= Roger Tennant =

British priest and academic (1919–2003)

Father Charles Roger Tennant (Tasmania, 8 April 1919 - 30 June 2003) was an Anglican Priest, biographer of Joseph Conrad, and historian of Korea.

In 1936 he came to England to study aircraft design with Noel Pemberton Billing, writing two Planes Explained booklets During World War II he served in the 6th Airborne Division of the Parachute Regiment in France.

After the war he entered Lincoln Theological College and became curate at St Peter's Church, Belgrave, Leicester in 1951. In 1954 he answered Bishop Alfred Cecil Cooper's appeal for Anglican priests to go to Korea. After language study in 1954–1956, alongside Richard Rutt, Bishop John Daly assigned him to Chincheon, then in 1959 to Anjeong-ri near Pyeongtaek.

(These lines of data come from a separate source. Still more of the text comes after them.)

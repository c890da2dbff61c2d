//! Shared error taxonomy for the auction tracking core.

use thiserror::Error;

/// Caller-visible sub-kind of a failed bid attempt.
#[derive(Debug, Clone, Copy, PartialEq, Eq)]
pub enum BidErrorKind {
    DuplicateAmount,
    BidTooLow,
    AuctionEnded,
    Outbid,
    ServerError,
    ConnectionError,
    BreakerOpen,
    Unknown,
}

impl BidErrorKind {
    /// `ConnectionError` and `ServerError` are retryable; others are terminal.
    pub fn is_retryable(&self) -> bool {
        matches!(self, Self::ConnectionError | Self::ServerError)
    }
}

impl std::fmt::Display for BidErrorKind {
    fn fmt(&self, f: &mut std::fmt::Formatter<'_>) -> std::fmt::Result {
        let s = match self {
            Self::DuplicateAmount => "DUPLICATE_AMOUNT",
            Self::BidTooLow => "BID_TOO_LOW",
            Self::AuctionEnded => "AUCTION_ENDED",
            Self::Outbid => "OUTBID",
            Self::ServerError => "SERVER_ERROR",
            Self::ConnectionError => "CONNECTION_ERROR",
            Self::BreakerOpen => "BREAKER_OPEN",
            Self::Unknown => "UNKNOWN",
        };
        write!(f, "{s}")
    }
}

/// Top-level error kind shared across the workspace.
#[derive(Debug, Error)]
pub enum CoreError {
    #[error("validation error: {0}")]
    Validation(String),

    #[error("auth error: {0}")]
    Auth(String),

    #[error("bid error [{kind}]: {message}")]
    Bid { kind: BidErrorKind, message: String },

    #[error("store error: {0}")]
    Store(String),

    #[error("internal error: {0}")]
    Internal(String),
}

impl CoreError {
    /// Stable error code used in the `{success:false, error, code}` wire shape.
    pub fn code(&self) -> &'static str {
        match self {
            Self::Validation(_) => "VALIDATION_ERROR",
            Self::Auth(_) => "AUTH_ERROR",
            Self::Bid { .. } => "BID_ERROR",
            Self::Store(_) => "STORE_ERROR",
            Self::Internal(_) => "INTERNAL_ERROR",
        }
    }
}

pub type CoreResult<T> = std::result::Result<T, CoreError>;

In 1962 he became vicar of the village of Bitteswell, near Lutterworth, retiring in 1988 to Ullesthorpe, where he wrote A History of Korea (1996).

==Publications==
- Born of a Woman 1961 - a life of Christ which finished at the crucifixion.
- Joseph Conrad, a life published in 1981.
- Cast on a Certain Island a novel, Doubleday, Garden City, New York, 1970. Originally published as The Litany of St Charles Michael Joseph, 1968.
- A History of Korea 1996 - according to Richard Rutt "the first book of its kind to appear in English, and still not rivalled by any other."